Tem algo errado por aqui, é certo. Como fui entrar nessa! Como! Onde estão Dorin e Daffar?! Onde?! Sempre atrasados. Por certo que chegarão. Atrasados, mas chegarão. Malditos! Chegarão. Contando estórias, blá, blá, blá...

Maldito calor! Floresta barulhenta! Não durmo há dias. Sempre com essa sensação de vigiado. Preciso me acalmar. A-cal-mar. Isso.

O corpo arcado, os cabelos sujos e soltos tapando parte do rosto anguloso. Os dentes cerrados e já bem cariados eram testemunhas das durezas dos dias. As roupas maltrapilhas, sujas. No embornal restos da última refeição: farelos de açúcar e carne seca. A montaria um caso a parte: uma pequena mula já em fase de inanição. Completamente pele e osso. Crina e rabo cortados sem capricho lembravam restos de vassouras usadas. Os cascos gastos e sem a base de ferro pediam, há algum tempo, aposentadoria. Mas era valente a cavalgadura! Como era! Firme, em riste. Nenhum sinal de cansaço. Nada!

Essa guerra é, no mínimo, suicida. Estamos a séculos tentando derrotar esse monstro e ninguém, absolutamente ninguém, ainda sequer o viu. Boatos são muitos. Tem aquela história de Wolfric e Finn (risadas!). Queriam convencer a todos que o monstro era um ser de outro mundo, que chegou até nós para nos castigar. Quatro patas, quatro olhos, quatro mãos,... O que é isso! Ahhhh!

Era a primeira vez em anos que Bellasco ria assim. Divertia-se. Sentiu um certo alívio nas risadas, como diminuído de uma imensa pressão. Seu semblante se acalmou. Os vincos antes fortes e bem marcados pareciam, agora, leves linhas demarcando o contorno angular do rosto. Pensou mais uma vez em Dorin e Daffar. Voltou a ter o espírito pesado. De repente como um raio uma breve idéia passa pela sua cabeça.

E se foram pegos?
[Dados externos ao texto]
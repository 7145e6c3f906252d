use std::collections::HashSet;
use std::env;
use std::fmt::Write;
use std::fs;
use std::path::{Path, PathBuf};

use serde::Deserialize;

const MAX_INTENSITY: u32 = 100;

#[derive(Deserialize)]
struct CatalogFile {
    scenes: Vec<SceneEntry>,
}

#[derive(Deserialize)]
struct SceneEntry {
    id: u32,
    label: String,
    title: String,
    category: String,
    intensity: u32,
    icon: String,
    accent: String,
    summary: String,
    analysis: String,
    quote: String,
}

fn main() {
    let manifest_dir = PathBuf::from(env::var("CARGO_MANIFEST_DIR").expect("missing CARGO_MANIFEST_DIR"));
    let workspace_root = manifest_dir.parent().unwrap_or(&manifest_dir);
    let env_path = workspace_root.join(".env");
    let env_local_path = workspace_root.join(".env.local");

    let _ = dotenvy::from_filename(&env_local_path);
    let _ = dotenvy::from_filename(&env_path);

    println!("cargo:rerun-if-env-changed=SCENE_CATALOG_PATH");
    println!("cargo:rerun-if-changed={}", env_path.display());
    println!("cargo:rerun-if-changed={}", env_local_path.display());

    let catalog_path = resolve_catalog_path(workspace_root);
    println!("cargo:rerun-if-changed={}", catalog_path.display());

    let contents = fs::read_to_string(&catalog_path).unwrap_or_else(|err| {
        panic!(
            "failed to read scene catalog at {}: {err}",
            catalog_path.display()
        )
    });

    let catalog: CatalogFile = toml::from_str(&contents).unwrap_or_else(|err| {
        panic!(
            "failed to parse scene catalog at {}: {err}",
            catalog_path.display()
        )
    });

    if catalog.scenes.is_empty() {
        panic!("scene catalog {} has no entries", catalog_path.display());
    }

    validate_entries(&catalog.scenes, &catalog_path);

    let mut output = String::new();
    writeln!(&mut output, "pub const SCENES: &[Scene] = &[").unwrap();
    for entry in &catalog.scenes {
        let (r, g, b) = parse_accent(&entry.accent).unwrap_or_else(|| {
            panic!(
                "scene {} has invalid accent '{}' in {}",
                entry.id,
                entry.accent,
                catalog_path.display()
            )
        });
        let icon = icon_variant(&entry.icon).unwrap_or_else(|| {
            panic!(
                "scene {} has unknown icon '{}' in {}",
                entry.id,
                entry.icon,
                catalog_path.display()
            )
        });
        writeln!(&mut output, "    Scene {{").unwrap();
        writeln!(&mut output, "        id: SceneId({}),", entry.id).unwrap();
        writeln!(&mut output, "        label: {},", rust_string(&entry.label)).unwrap();
        writeln!(&mut output, "        title: {},", rust_string(&entry.title)).unwrap();
        writeln!(&mut output, "        category: {},", rust_string(&entry.category)).unwrap();
        writeln!(&mut output, "        intensity: {},", entry.intensity).unwrap();
        writeln!(&mut output, "        icon: IconKind::{icon},").unwrap();
        writeln!(&mut output, "        accent: Rgb::new({r}, {g}, {b}),").unwrap();
        writeln!(&mut output, "        summary: {},", rust_string(&entry.summary)).unwrap();
        writeln!(&mut output, "        analysis: {},", rust_string(&entry.analysis)).unwrap();
        writeln!(&mut output, "        quote: {},", rust_string(&entry.quote)).unwrap();
        writeln!(&mut output, "    }},").unwrap();
    }
    writeln!(&mut output, "];").unwrap();
    writeln!(&mut output).unwrap();
    writeln!(&mut output, "const _: () = assert!(!SCENES.is_empty());").unwrap();

    let out_dir = PathBuf::from(env::var("OUT_DIR").expect("missing OUT_DIR"));
    let out_path = out_dir.join("scene_catalog.rs");
    fs::write(&out_path, output).unwrap_or_else(|err| {
        panic!("failed to write {}: {err}", out_path.display())
    });
}

fn resolve_catalog_path(workspace_root: &Path) -> PathBuf {
    let env_value = env::var("SCENE_CATALOG_PATH").ok();
    let raw_path = match env_value {
        Some(value) if !value.trim().is_empty() => PathBuf::from(value),
        _ => workspace_root.join("scenes/catalog.toml"),
    };
    if raw_path.is_relative() {
        workspace_root.join(raw_path)
    } else {
        raw_path
    }
}

fn rust_string(value: &str) -> String {
    format!("{:?}", value)
}

fn icon_variant(tag: &str) -> Option<&'static str> {
    match tag.trim() {
        "strength" => Some("Strength"),
        "mortality" => Some("Mortality"),
        "warning" => Some("Warning"),
        "faith" => Some("Faith"),
        "terminal" => Some("Terminal"),
        _ => None,
    }
}

fn parse_accent(value: &str) -> Option<(u8, u8, u8)> {
    let hex = value.trim().strip_prefix('#')?;
    if hex.len() != 6 || !hex.chars().all(|ch| ch.is_ascii_hexdigit()) {
        return None;
    }
    let r = u8::from_str_radix(&hex[0..2], 16).ok()?;
    let g = u8::from_str_radix(&hex[2..4], 16).ok()?;
    let b = u8::from_str_radix(&hex[4..6], 16).ok()?;
    Some((r, g, b))
}

fn validate_entries(entries: &[SceneEntry], catalog_path: &Path) {
    let mut ids = HashSet::new();
    let mut last_id = 0u32;

    for entry in entries {
        if entry.id == 0 {
            panic!("scene id must be positive in {}", catalog_path.display());
        }
        if !ids.insert(entry.id) {
            panic!(
                "duplicate scene id {} in {}",
                entry.id,
                catalog_path.display()
            );
        }
        if entry.id <= last_id {
            panic!(
                "scene id {} is out of order (after {}) in {}",
                entry.id,
                last_id,
                catalog_path.display()
            );
        }
        last_id = entry.id;
        if entry.intensity > MAX_INTENSITY {
            panic!(
                "scene {} intensity {} exceeds {MAX_INTENSITY} in {}",
                entry.id,
                entry.intensity,
                catalog_path.display()
            );
        }
        for (field, value) in [
            ("label", &entry.label),
            ("title", &entry.title),
            ("category", &entry.category),
        ] {
            if value.trim().is_empty() {
                panic!(
                    "scene {} {field} cannot be empty in {}",
                    entry.id,
                    catalog_path.display()
                );
            }
        }
    }
}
Morreram? Não, não. Eram safos, espertos. Muito espertos. Ninguém nunca podia com eles.

Lembrou-se de um dia, há muito tempo atrás, em que toda aldeia os procurava. A brincadeira era simples: uns escondiam e outros procuravam. Mas com aqueles dois nada era fácil, nada era simples. De uma cumplicidade única, partiam em direção a floresta, sumiam. Ficavam dias escondidos. Dias! Nada! Foi preciso que todos se juntassem para encontrá-los.

É, mas agora era diferente. Não estamos brincando. Nem estamos na aldeia. Estamos em luta com algo muito mais poderoso e que nem conhecemos!
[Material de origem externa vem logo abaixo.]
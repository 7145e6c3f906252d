#[derive(Clone, Copy, Debug, PartialEq, Eq, Hash)]
pub enum MeterStatus {
    Dominant,
    Conflicted,
    Broken,
}

impl MeterStatus {
    pub const fn label(self) -> &'static str {
        match self {
            MeterStatus::Dominant => "Dominant",
            MeterStatus::Conflicted => "Conflicted",
            MeterStatus::Broken => "Broken",
        }
    }
}

/// Intensities strictly above `dominant` read as dominant, strictly above
/// `conflicted` as conflicted, anything else as broken.
#[derive(Clone, Copy, Debug, PartialEq, Eq)]
pub struct MeterThresholds {
    pub dominant: u8,
    pub conflicted: u8,
}

impl Default for MeterThresholds {
    fn default() -> Self {
        Self {
            dominant: 80,
            conflicted: 30,
        }
    }
}

impl MeterThresholds {
    pub fn status(&self, intensity: u8) -> MeterStatus {
        if intensity > self.dominant {
            MeterStatus::Dominant
        } else if intensity > self.conflicted {
            MeterStatus::Conflicted
        } else {
            MeterStatus::Broken
        }
    }
}

/// Fill height of the meter in percent.
pub fn fill_percent(intensity: u8) -> u8 {
    intensity.min(100)
}

pub const METER_TICKS: [&str; 3] = ["100%", "50%", "0%"];

#[cfg(test)]
mod tests {
    use super::*;

    #[test]
    fn default_thresholds() {
        let thresholds = MeterThresholds::default();
        assert_eq!(thresholds.status(100), MeterStatus::Dominant);
        assert_eq!(thresholds.status(81), MeterStatus::Dominant);
        assert_eq!(thresholds.status(80), MeterStatus::Conflicted);
        assert_eq!(thresholds.status(31), MeterStatus::Conflicted);
        assert_eq!(thresholds.status(30), MeterStatus::Broken);
        assert_eq!(thresholds.status(0), MeterStatus::Broken);
    }

    #[test]
    fn custom_thresholds() {
        let thresholds = MeterThresholds {
            dominant: 50,
            conflicted: 5,
        };
        assert_eq!(thresholds.status(60), MeterStatus::Dominant);
        assert_eq!(thresholds.status(10), MeterStatus::Conflicted);
        assert_eq!(thresholds.status(5).label(), "Broken");
    }

    #[test]
    fn fill_matches_intensity() {
        for intensity in 0..=100u8 {
            assert_eq!(fill_percent(intensity), intensity);
        }
        assert_eq!(fill_percent(200), 100);
    }
}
O terror se apossou de vez dos pensamentos de Bellasco. Terror, terror!

Era certo. Era isso. Morreram todos. Nada mais importava. A aldeia, seus amigos, vizinhos, parentes, Moe, todos, todos mortos. O monstro cumpriu sua promessa. Mas porque? Porque? O que fizemos?

Os mais velhos sempre nos contavam Histórias de honra e boas ações. Histórias de superação e fé. Porque? Que ira era essa? Nada mais importava, nada. Eram bons e justos. Puniam apenas os maus. Os de pouca fé. Os preguiçosos. Como não fazê-lo? Onde estava o erro? Onde?!

Desceu da pequena mula, olhos fixos em um ponto qualquer. Andou, andou, horas, talvez dias. Quem sabe? Acordou todo dolorido em algum ponto desconhecido da floresta. Quase nu. A mulinha, fiel,pastava tranqüila a seu lado. Sentiu-se mais confortável ao vê-la. Um rosto familiar. Pensou. Lembrou-se do acontecido. Quis chorar. Não! Agora não!

Pensando bem, nunca tive nada. Ninguém. Moe? Quem era Moe? Uma futura pretendente? Para que? Para compartilharmos juntos o fim dos tempos? Ótimo! Para isso fico só. Nunca tive esperança.

Ninguém nunca teve. Tudo o que sabemos de bom e justo eram Histórias contadas por velhos alucinados. De que vale? Rastejo nessa floresta sem fim há dias. Rastejo pela vida desde sempre. Guerra, guerra, guerra...

Estranhamente a calma voltou a invadir Bellasco. Uma tranqüilidade quase mórbida. Tudo agora estava mais lento, mais silencioso. O vento soprava distante. As folhas mexiam-se com delicadeza. A terra estava mais macia. Convidativa. Os olhos pesavam...

Vamos, vamos. Corram! Corram!

Eram flechas, lanças, pedras, pedras gigantes, rolando ladeira abaixo. O frenesi era total. Crianças chorando. Mulheres perdidas em meio à confusão. Homens tentando entender o inesperado. Muito sangue. Corpos aos montes. Fogo nos telhados de sape das casas. A cena era, realmente, demoníaca. O barulho ensurdecedor. O céu antes cinza e úmido transformava-se, agora, em vermelho e quente. Tantos pedidos e súplicas pela volta do sol...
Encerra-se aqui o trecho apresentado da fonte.